In my teens, one of my greatest pleasures was the thrill of the geek hunt. Myself and my friends were obsessive about the stuff we liked - movies, music, comics, books. We would learn about albums we knew we had to hear, comics we should read, movies we must see by reading about them in magazines and books, by seeing references on television. The web was in its infancy then. Our only hope of finding these sacred objects was in actual, old-fashioned physical shops. We trawled Dublin's second-hand record shops, comic shops and book shops. We went to obscure suburban video shops looking for VHS copies of films we needed to see. I used to stay up until ridiculous times to watch and record 50s B-movies and old Westerns off TV. Many of these Quests (that was what we called them, too, in our self-conscious, no-girlfriends way) were resolved in those years. Like 5150. Van Halen's 5150 on vinyl was found in Freebird Records on the Quays for a few quid. 5150 had been extremely hard for us to find on vinyl, for some reason. When we found it, even though only one of my friends wanted it, the three of us shared in the glory of the discovery. Because it promised that all such quests could be ended, that anything could be found.

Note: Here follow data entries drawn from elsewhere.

//! Source-to-source entry point: parse, rewrite, print.

use oxc_allocator::Allocator;
use oxc_codegen::Codegen;
use oxc_parser::{ParseOptions, Parser};
use oxc_span::SourceType;

use crate::diagnostic::Diagnostic;
use crate::{ImportMediaOptions, MediaImporter};

/// An import added to the output.
#[derive(Debug, Clone, PartialEq, Eq)]
pub struct TransformResultImport {
    /// The generated local name, e.g. `imagepng$recmamdximport`.
    pub identifier: String,
    /// The module specifier, e.g. `./image.png`.
    pub specifier: String,
}

/// Output from [`transform`].
#[derive(Debug)]
pub struct TransformResult {
    /// The rewritten JavaScript. Equal to the input when parsing failed.
    pub code: String,
    /// Imports that were inserted, in output order.
    pub imports: Vec<TransformResultImport>,
    pub diagnostics: Vec<Diagnostic>,
}

/// Rewrite the media paths of a compiled MDX module given as source text.
///
/// Top-level `return` is accepted so that MDX's `function-body` output format
/// parses. On parse errors the source is returned unchanged along with the
/// errors; imports that could not be placed produce a warning.
///
/// ```
/// use media_imports::{ImportMediaOptions, transform};
/// use oxc_span::SourceType;
///
/// let source = r#"function _createMdxContent(props) { return <img src="./image.png" />; }"#;
/// let result = transform(source, SourceType::jsx(), ImportMediaOptions::new());
/// assert!(result.code.contains(r#"import imagepng$recmamdximport from "./image.png";"#));
/// ```
pub fn transform(
    source_text: &str,
    source_type: SourceType,
    options: ImportMediaOptions,
) -> TransformResult {
    let allocator = Allocator::default();
    let parse_options = ParseOptions { allow_return_outside_function: true, ..ParseOptions::default() };
    let mut ret = Parser::new(&allocator, source_text, source_type)
        .with_options(parse_options)
        .parse();

    if !ret.errors.is_empty() || ret.panicked {
        return TransformResult {
            code: source_text.to_string(),
            imports: Vec::new(),
            diagnostics: Diagnostic::from_oxc_list(source_text, &ret.errors),
        };
    }

    let content_function = options.get_content_function().to_string();
    let result = MediaImporter::new(&allocator, options).build(&mut ret.program);

    let mut diagnostics = Vec::new();
    if result.dropped_imports() {
        diagnostics.push(Diagnostic::dropped_imports(&content_function, result.bindings.len()));
    }

    let imports = if result.inserted {
        result
            .bindings
            .into_iter()
            .map(|binding| TransformResultImport {
                identifier: binding.identifier,
                specifier: binding.path,
            })
            .collect()
    } else {
        Vec::new()
    };

    TransformResult { code: Codegen::new().build(&ret.program).code, imports, diagnostics }
}
//! The media import rewriter.
//!
//! Runs over a compiled MDX `Program` in three passes that share one
//! [`IdentifierRegistry`]:
//!
//! 1. [`call`] — `_jsx("img", { src: "a.png" })` construction calls
//! 2. [`jsx`] — `<img src="a.png" />` element literals
//! 3. [`imports`] — `import …$recmamdximport from "./a.png"` declarations,
//!    inserted before the content function
//!
//! The passes run strictly in that order, so identifiers are numbered by
//! first sight across the whole document.

use cow_utils::CowUtils;
use oxc_allocator::Allocator;
use oxc_ast::AstBuilder;
use oxc_ast::ast::*;
use oxc_ast_visit::VisitMut;
use oxc_span::SPAN;

use crate::ImportMediaOptions;
use crate::candidates::{CandidateListRewrite, TemplateParts, decompose_list};
use crate::path::{ResourceReference, is_rewritable};
use crate::registry::{Binding, IdentifierRegistry};
use crate::shape::AttributeRole;

mod call;
mod imports;
mod jsx;

/// Attribute appended to hold a stripped query/fragment, e.g. `data-meta="#hash"`.
pub const METADATA_ATTRIBUTE: &str = "data-meta";

/// Output from a media import rewrite.
#[derive(Debug, Default)]
pub struct MediaImportReturn {
    /// One binding per distinct path, in first-seen order.
    pub bindings: Vec<Binding>,
    /// Whether the import declarations were inserted into the program.
    ///
    /// `false` with non-empty `bindings` means the content function was not
    /// found and the imports were dropped.
    pub inserted: bool,
    /// Number of attribute values replaced across both element encodings.
    pub rewritten_attributes: usize,
}

impl MediaImportReturn {
    /// Imports were collected but there was nowhere to put them.
    pub fn dropped_imports(&self) -> bool {
        !self.bindings.is_empty() && !self.inserted
    }
}

/// The replacement for one attribute value.
struct ValueRewrite<'a> {
    value: Expression<'a>,
    /// Query/fragment suffix to keep in a [`METADATA_ATTRIBUTE`].
    metadata: Option<String>,
}

/// Rewrites relative media paths in a compiled MDX program into imports.
///
/// One importer handles one document; [`build`](Self::build) consumes it,
/// so identifier state can never leak from one document into the next.
///
/// ```
/// use media_imports::{ImportMediaOptions, MediaImporter};
/// use oxc_allocator::Allocator;
/// use oxc_parser::Parser;
/// use oxc_span::SourceType;
///
/// let source = r#"function _createMdxContent() { return <img src="a.png#x" srcSet="a.png 2x" />; }"#;
/// let allocator = Allocator::default();
/// let mut ret = Parser::new(&allocator, source, SourceType::jsx()).parse();
/// let result = MediaImporter::new(&allocator, ImportMediaOptions::new()).build(&mut ret.program);
///
/// assert!(result.inserted);
/// assert_eq!(result.bindings[0].identifier, "apng$recmamdximport");
/// assert_eq!(result.rewritten_attributes, 2);
/// ```
pub struct MediaImporter<'a> {
    ast: AstBuilder<'a>,
    options: ImportMediaOptions,
    registry: IdentifierRegistry,
    rewritten_attributes: usize,
}

impl<'a> MediaImporter<'a> {
    pub fn new(allocator: &'a Allocator, options: ImportMediaOptions) -> Self {
        Self {
            ast: AstBuilder::new(allocator),
            options,
            registry: IdentifierRegistry::new(),
            rewritten_attributes: 0,
        }
    }

    /// Rewrite `program` in place.
    pub fn build(mut self, program: &mut Program<'a>) -> MediaImportReturn {
        call::ConstructionCallPass::new(&mut self).visit_program(program);
        jsx::ElementLiteralPass::new(&mut self).visit_program(program);

        let bindings = self.registry.take_bindings();
        let inserted = !bindings.is_empty()
            && imports::insert_imports(
                self.ast,
                program,
                self.options.get_content_function(),
                &bindings,
            );

        if !bindings.is_empty() && !inserted {
            tracing::warn!(
                content_function = self.options.get_content_function(),
                count = bindings.len(),
                "content function not found, media imports dropped"
            );
        }

        MediaImportReturn { bindings, inserted, rewritten_attributes: self.rewritten_attributes }
    }

    /// Compute the replacement for a literal attribute value, if it has one.
    fn rewrite_value(&mut self, role: AttributeRole, value: &str) -> Option<ValueRewrite<'a>> {
        let rewrite = match role {
            AttributeRole::CandidateList => match decompose_list(value)? {
                CandidateListRewrite::Collapsed(path) => {
                    ValueRewrite { value: self.reference(&path), metadata: None }
                }
                CandidateListRewrite::Template(parts) => {
                    ValueRewrite { value: self.template(&parts), metadata: None }
                }
            },
            AttributeRole::Single => {
                if !is_rewritable(value) {
                    return None;
                }
                let reference = ResourceReference::decompose(value);
                ValueRewrite {
                    value: self.reference(&reference.resolved_path),
                    metadata: reference.has_suffix().then_some(reference.suffix),
                }
            }
        };

        tracing::trace!(value, "rewrote media attribute");
        self.rewritten_attributes += 1;
        Some(rewrite)
    }

    /// An identifier expression naming the import bound to `path`.
    fn reference(&mut self, path: &str) -> Expression<'a> {
        let name = self.ast.atom(self.registry.resolve(path));
        self.ast.expression_identifier(SPAN, name)
    }

    /// `` `${a} 2x, ${b} 4x` `` from decomposed template parts.
    fn template(&mut self, parts: &TemplateParts) -> Expression<'a> {
        let last = parts.quasis.len().saturating_sub(1);
        let mut quasis = self.ast.vec_with_capacity(parts.quasis.len());
        for (index, text) in parts.quasis.iter().enumerate() {
            let value = TemplateElementValue {
                raw: self.ast.atom(&escape_template_literal(text)),
                cooked: Some(self.ast.atom(text)),
            };
            quasis.push(self.ast.template_element(SPAN, value, index == last));
        }

        let mut expressions = self.ast.vec_with_capacity(parts.paths.len());
        for path in &parts.paths {
            expressions.push(self.reference(path));
        }

        self.ast.expression_template_literal(SPAN, quasis, expressions)
    }
}

/// Escape text for the raw part of a template literal.
///
/// Backslashes, backticks and `${` would otherwise change the meaning of the
/// literal run.
fn escape_template_literal(s: &str) -> String {
    let s = s.cow_replace('\\', "\\\\");
    let s = s.cow_replace('`', "\\`");
    s.cow_replace("${", "\\${").into_owned()
}
//! Import synthesis: one default import per binding, placed before the content function.

use oxc_ast::ast::*;
use oxc_ast::{AstBuilder, NONE};
use oxc_span::SPAN;

use crate::registry::Binding;

/// `import <identifier> from "<path>";` for every binding, in order.
pub(super) fn compose_import_declarations<'a>(
    ast: AstBuilder<'a>,
    bindings: &[Binding],
) -> Vec<Statement<'a>> {
    bindings
        .iter()
        .map(|binding| {
            let local = ast.binding_identifier(SPAN, ast.atom(&binding.identifier));
            let specifier = ast.import_declaration_specifier_import_default_specifier(SPAN, local);
            let source = ast.string_literal(SPAN, ast.atom(&binding.path), None);
            Statement::ImportDeclaration(ast.alloc_import_declaration(
                SPAN,
                Some(ast.vec1(specifier)),
                source,
                None,
                NONE,
                ImportOrExportKind::Value,
            ))
        })
        .collect()
}

/// Index of the top-level `function <name>() {}` declaration.
///
/// Only direct children of the program count; nested or exported functions
/// with the same name are not insertion points.
pub(super) fn find_content_function(body: &[Statement<'_>], name: &str) -> Option<usize> {
    body.iter().position(|statement| match statement {
        Statement::FunctionDeclaration(function) => {
            function.id.as_ref().is_some_and(|id| id.name == name)
        }
        _ => false,
    })
}

/// Splice the imports for `bindings` in front of the content function.
///
/// Returns `false`, leaving the program untouched, if there is no such function.
pub(super) fn insert_imports<'a>(
    ast: AstBuilder<'a>,
    program: &mut Program<'a>,
    content_function: &str,
    bindings: &[Binding],
) -> bool {
    let Some(index) = find_content_function(&program.body, content_function) else {
        return false;
    };

    tracing::debug!(index, count = bindings.len(), "inserting media imports");
    for (offset, statement) in compose_import_declarations(ast, bindings).into_iter().enumerate() {
        program.body.insert(index + offset, statement);
    }
    true
}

We heard about a video rental place in the City Centre (in the far reaches of the southern edge of what could realistically be called the City centre, at any rate) above a Dry Cleaners. It was called Metropolis. The name alone suggested a classier operation than most of the Video places we frequented, which bore names like "Fast Forward" and "Hollywood Video".
And Metropolis was the perfect Video shop for us at that time. It stocked copies of arthouse films, hundreds of foreign films I had never heard of, blaxploitation stuff, classic Westerns...it filed certain films by Director. By Director. Imagine. On my first visit I rented "Big Wednesday" and "The Wild Bunch", both of which had eluded us for a long time. Metropolis put an end to a lot of our quests (I still used it when I was studying at University, then one day I dropped in and it was closing down and the owner had sold off most of his stock at silly prices, including all the stuff I would have bought, like "Rolling Thunder" and "Flic", causing me much bitterness).

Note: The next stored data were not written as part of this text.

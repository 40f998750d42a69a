//! Diagnostics reported by [`transform`](crate::transform).
//!
//! The rewrite itself never fails. Diagnostics come from two places: parse
//! errors in the input (mapped from oxc) and imports that had to be dropped
//! because the content function was missing.

/// Severity level for a diagnostic message.
#[derive(Debug, Clone, Copy, PartialEq, Eq)]
pub enum DiagnosticSeverity {
    Error,
    Warning,
    Hint,
}

/// A labeled source span within a diagnostic.
#[derive(Debug, Clone, PartialEq, Eq)]
pub struct DiagnosticLabel {
    pub text: Option<String>,
    /// Byte offset of the span start.
    pub start: u32,
    /// Byte offset of the span end (exclusive).
    pub end: u32,
    /// 1-based line number.
    pub line: u32,
    /// 0-based column number.
    pub column: u32,
}

impl DiagnosticLabel {
    pub fn new(text: Option<String>, start: u32, end: u32, source_text: &str) -> Self {
        let (line, column) = line_column(source_text, start as usize);
        Self { text, start, end, line, column }
    }
}

#[derive(Debug, Clone, PartialEq, Eq)]
pub struct Diagnostic {
    pub severity: DiagnosticSeverity,
    pub text: String,
    /// Suggestion for fixing the issue, empty if there is none.
    pub hint: String,
    pub labels: Vec<DiagnosticLabel>,
}

impl Diagnostic {
    /// Map an oxc parse diagnostic, resolving its spans against `source_text`.
    #[expect(clippy::cast_possible_truncation)]
    pub fn from_oxc(source_text: &str, diag: &oxc_diagnostics::OxcDiagnostic) -> Self {
        let severity = match diag.severity {
            oxc_diagnostics::Severity::Error => DiagnosticSeverity::Error,
            oxc_diagnostics::Severity::Warning => DiagnosticSeverity::Warning,
            oxc_diagnostics::Severity::Advice => DiagnosticSeverity::Hint,
        };

        let labels = diag
            .labels
            .iter()
            .flatten()
            .map(|label| {
                DiagnosticLabel::new(
                    label.label().map(ToString::to_string),
                    label.offset() as u32,
                    (label.offset() + label.len()) as u32,
                    source_text,
                )
            })
            .collect();

        Self {
            severity,
            text: diag.message.to_string(),
            hint: diag.help.as_ref().map(ToString::to_string).unwrap_or_default(),
            labels,
        }
    }

    pub fn from_oxc_list(source_text: &str, diagnostics: &[oxc_diagnostics::OxcDiagnostic]) -> Vec<Self> {
        diagnostics.iter().map(|d| Self::from_oxc(source_text, d)).collect()
    }

    /// Imports were collected but the content function they belong in was not found.
    pub fn dropped_imports(content_function: &str, count: usize) -> Self {
        Self {
            severity: DiagnosticSeverity::Warning,
            text: format!(
                "{count} media import(s) dropped: no top-level function `{content_function}` found"
            ),
            hint: "The rewritten attributes reference identifiers that are never imported. \
                   Run the rewrite on the compiled MDX program, or set `content_function`."
                .to_string(),
            labels: Vec::new(),
        }
    }
}

/// Convert a UTF-8 byte offset to a 1-based line and 0-based column.
fn line_column(source: &str, offset: usize) -> (u32, u32) {
    let mut line = 1;
    let mut column = 0;
    for (i, ch) in source.char_indices() {
        if i >= offset {
            break;
        }
        if ch == '\n' {
            line += 1;
            column = 0;
        } else {
            column += 1;
        }
    }
    (line, column)
}
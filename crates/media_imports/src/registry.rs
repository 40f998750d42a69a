//! Per-document registry of synthesized import bindings.

use std::hash::BuildHasherDefault;

use indexmap::IndexMap;
use oxc_syntax::identifier::{is_identifier_part, is_identifier_start};
use rustc_hash::{FxHashSet, FxHasher};

use crate::slugger::Slugger;

/// Appended to every generated name so it cannot clash with author code.
pub const IDENTIFIER_SUFFIX: &str = "$recmamdximport";

type FxIndexMap<K, V> = IndexMap<K, V, BuildHasherDefault<FxHasher>>;

/// A resolved path and the import binding generated for it.
#[derive(Debug, Clone, PartialEq, Eq)]
pub struct Binding {
    pub path: String,
    pub identifier: String,
}

/// Maps each distinct path to exactly one generated identifier.
///
/// Bindings keep first-seen order, which is the order imports are emitted in.
#[derive(Debug, Default)]
pub struct IdentifierRegistry {
    bindings: FxIndexMap<String, String>,
    /// Every identifier handed out, since distinct slugs can sanitize to one name.
    issued: FxHashSet<String>,
    slugger: Slugger,
}

impl IdentifierRegistry {
    pub fn new() -> Self {
        Self::default()
    }

    /// Get the identifier bound to `path`, creating it on first sight.
    pub fn resolve(&mut self, path: &str) -> &str {
        if !self.bindings.contains_key(path) {
            // `a-b` and `a_b` are different slugs but the same binding name;
            // slug again until the slugger's `-N` suffix makes it unique.
            let identifier = loop {
                let candidate = to_binding_name(&self.slugger.slug(path));
                if self.issued.insert(candidate.clone()) {
                    break candidate;
                }
            };
            tracing::debug!(path, identifier = %identifier, "registered media import");
            self.bindings.insert(path.to_string(), identifier);
        }
        &self.bindings[path]
    }

    pub fn len(&self) -> usize {
        self.bindings.len()
    }

    pub fn is_empty(&self) -> bool {
        self.bindings.is_empty()
    }

    /// Drain every binding in first-seen order and reset the slug state,
    /// leaving the registry ready for another document.
    pub fn take_bindings(&mut self) -> Vec<Binding> {
        self.slugger.reset();
        self.issued.clear();
        self.bindings
            .drain(..)
            .map(|(path, identifier)| Binding { path, identifier })
            .collect()
    }
}

/// Turn a slug into a JavaScript binding name ending in [`IDENTIFIER_SUFFIX`].
fn to_binding_name(slug: &str) -> String {
    let mut name = String::with_capacity(slug.len() + IDENTIFIER_SUFFIX.len() + 1);
    for (i, c) in slug.chars().enumerate() {
        if i == 0 && !is_identifier_start(c) && is_identifier_part(c) {
            name.push('_');
        }
        name.push(if is_identifier_part(c) { c } else { '_' });
    }
    name.push_str(IDENTIFIER_SUFFIX);
    name
}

The internet has killed off the Quest, though. I still go to second-hand shops because I love the unexpected nature of it, the opportunity to come across something I never would have gone in search of, but when I really want something its invariably available online. Back then, one of my friends endured a long-term quest for the first issue of the third Silver Surfer series, by Steve Englehart and Marshall Rogers. Not hard to find, you might think. But in Dublin in the early 90s, where there were only 3 comic shops and 2 stocked barely any back issues, it was like finding a decent film directed by Michael Bay - impossible. I just checked eBay for the same comic. £7.50, NM.
Now part of me loves that aspect of the Internet. If I want to buy a Mexican or Serbian or Taiwanese film thats unavailable in the UK on DVD, I can do that, and it won't cost the earth. But another part of me hates it, and misses that thrill, the beauty of the hunt, the unparalleled satisfaction at its conclusion. The Internet has made it far too easy for me.

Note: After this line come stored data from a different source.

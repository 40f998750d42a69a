//! Options for the media import rewrite.
//!
//! These mirror the `ImportMediaOptions` accepted by the recma plugin. Every
//! field has a default so an empty options value rewrites both markdown and
//! html syntax.

use std::{fmt, str::FromStr};

/// Name of the function compiled MDX uses to produce the document content.
pub const DEFAULT_CONTENT_FUNCTION: &str = "_createMdxContent";

/// The authoring syntax an element came from.
///
/// Markdown images compile to `_components.img`, raw html compiles to a plain
/// `"img"` kind, so either one can be switched off independently.
#[derive(Debug, Clone, Copy, PartialEq, Eq, Hash)]
pub enum Syntax {
    /// `![alt](./image.png)` and friends, overridable through `_components`.
    Markdown,
    /// Raw `<img src="..." />` written inside the document.
    Html,
}

impl Syntax {
    pub const fn as_str(self) -> &'static str {
        match self {
            Self::Markdown => "markdown",
            Self::Html => "html",
        }
    }
}

impl fmt::Display for Syntax {
    fn fmt(&self, f: &mut fmt::Formatter<'_>) -> fmt::Result {
        f.write_str(self.as_str())
    }
}

/// Error returned when a syntax name is neither `markdown` nor `html`.
#[derive(Debug, Clone, PartialEq, Eq)]
pub struct UnknownSyntax(pub String);

impl fmt::Display for UnknownSyntax {
    fn fmt(&self, f: &mut fmt::Formatter<'_>) -> fmt::Result {
        write!(f, "unknown syntax `{}`, expected `markdown` or `html`", self.0)
    }
}

impl std::error::Error for UnknownSyntax {}

impl FromStr for Syntax {
    type Err = UnknownSyntax;

    fn from_str(s: &str) -> Result<Self, Self::Err> {
        match s {
            "markdown" => Ok(Self::Markdown),
            "html" => Ok(Self::Html),
            _ => Err(UnknownSyntax(s.to_string())),
        }
    }
}

/// Options for a media import rewrite.
#[derive(Debug, Clone, Default, PartialEq, Eq)]
pub struct ImportMediaOptions {
    /// Syntaxes whose elements are left untouched.
    ///
    /// `Html` skips elements named by a plain string or identifier,
    /// `Markdown` skips `_components.*` elements.
    pub exclude_syntax: Vec<Syntax>,

    /// Name of the top-level function the imports are inserted before.
    /// Defaults to `"_createMdxContent"`.
    pub content_function: Option<String>,
}

impl ImportMediaOptions {
    /// Create new options with default values.
    pub fn new() -> Self {
        Self::default()
    }

    /// Exclude one syntax from the rewrite. Excluding the same syntax twice is a no-op.
    #[must_use]
    pub fn with_excluded_syntax(mut self, syntax: Syntax) -> Self {
        if !self.exclude_syntax.contains(&syntax) {
            self.exclude_syntax.push(syntax);
        }
        self
    }

    /// Replace the whole exclusion list.
    #[must_use]
    pub fn with_exclude_syntax(mut self, syntax: impl IntoIterator<Item = Syntax>) -> Self {
        self.exclude_syntax.clear();
        for s in syntax {
            self = self.with_excluded_syntax(s);
        }
        self
    }

    /// Set the name of the content function.
    #[must_use]
    pub fn with_content_function(mut self, name: impl Into<String>) -> Self {
        self.content_function = Some(name.into());
        self
    }

    /// Returns true if elements written in `syntax` should be skipped.
    pub fn excludes(&self, syntax: Syntax) -> bool {
        self.exclude_syntax.contains(&syntax)
    }

    /// Get the content function name, with default fallback.
    pub fn get_content_function(&self) -> &str {
        self.content_function
            .as_deref()
            .unwrap_or(DEFAULT_CONTENT_FUNCTION)
    }
}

But then occasionally pop culture defies the Internet. Occasionally I can't find something because it doesn't exist, really. Take this, for example: Perhaps my favourite film score of all time is not available in any way that I can find. That would be "Cutter's Way" by Jack Nitzsche. It has never been released on cd, never on cassette, never even on vinyl. Its not on iTunes, I can't find it on Limewire, I don't/can't do Soulseek or another form of downloading. I've got the film on DVD, because its a great film - one of the best of the 1980s - and I can put it on anytime and listen to the music, but I'd rather just have a cd or mp3 of the lot.
Nitzsche was a Composer, arranger, producer and session musician who played a crucial role in the creation of many of the key records of the 1960s. He orchestrated "River Deep, Mountain High" and was the arranger on many of the classic Phil Spector tracks from that decade. He played keyboards on a couple of Rolling Stones albums. He arranged the choral parts on "You Can't Always Get What You Want" and also arranged Buffalo Springfield's "Expecting to Fly" and the Monkees "Porpoise Song" alongside songs for Doris Day, the Turtles, Bobby Darin, the Everly Brothers, Tim Buckley and PJ Proby. He wrote a handful of minor surf instrumentals, as well as the absolutely awesome "The Lonely Surfer" and the hit "Needles & Pins". He began working on soundtracks in the late 60s when his rock connections lead him to score "Head" and "Performance". His success with these assignments lead to work on films like "The Exorcist" and "One Flew Over the Cuckoos Nest", and he completed two soundtracks a year during the 1980s, for films like "Cruising", "Starmen" and "Breathless". He won an Oscar in 1982 for Best Song for "Up Where We Belong" from "An Officer and a Gentleman". (Over the last few years, a pair of brilliant compilations of his work as a producer/arranger/composer have been released by Ace : "Hearing Is Believing" (vol 1) and "Hard Workin Man" (vol 2))
"Cutters Way" had been released the previous year to little commercial success. A pitch black adaptation of Newton Thornburg's bleak and cynical noir novel, "Cutter and Bone" it follows a crippled Vietnam veteran (John Heard) and his best friend, a beach bum gigolo (Jeff Bridges) as they attempt to prove that a local politician was responsible for the murder of a young girl. Directed by the exiled Czech Ivan Passer, "Cutters Way" is one of those films from the 80s that is really the last breath of the previous decade. Informed by a world where Watergate and My Lai made the news seem a daily list of acts of official horror and corruption, the doomed characters search for redemption by bringing down an evil they recognise and despise. If the film's climax is not as unbelievably bleak as that of the book, it is still shattering. The script, direction and performances all unite to bring this about. Playing an equal part to any of these elements, however, is Jack Nitzsche.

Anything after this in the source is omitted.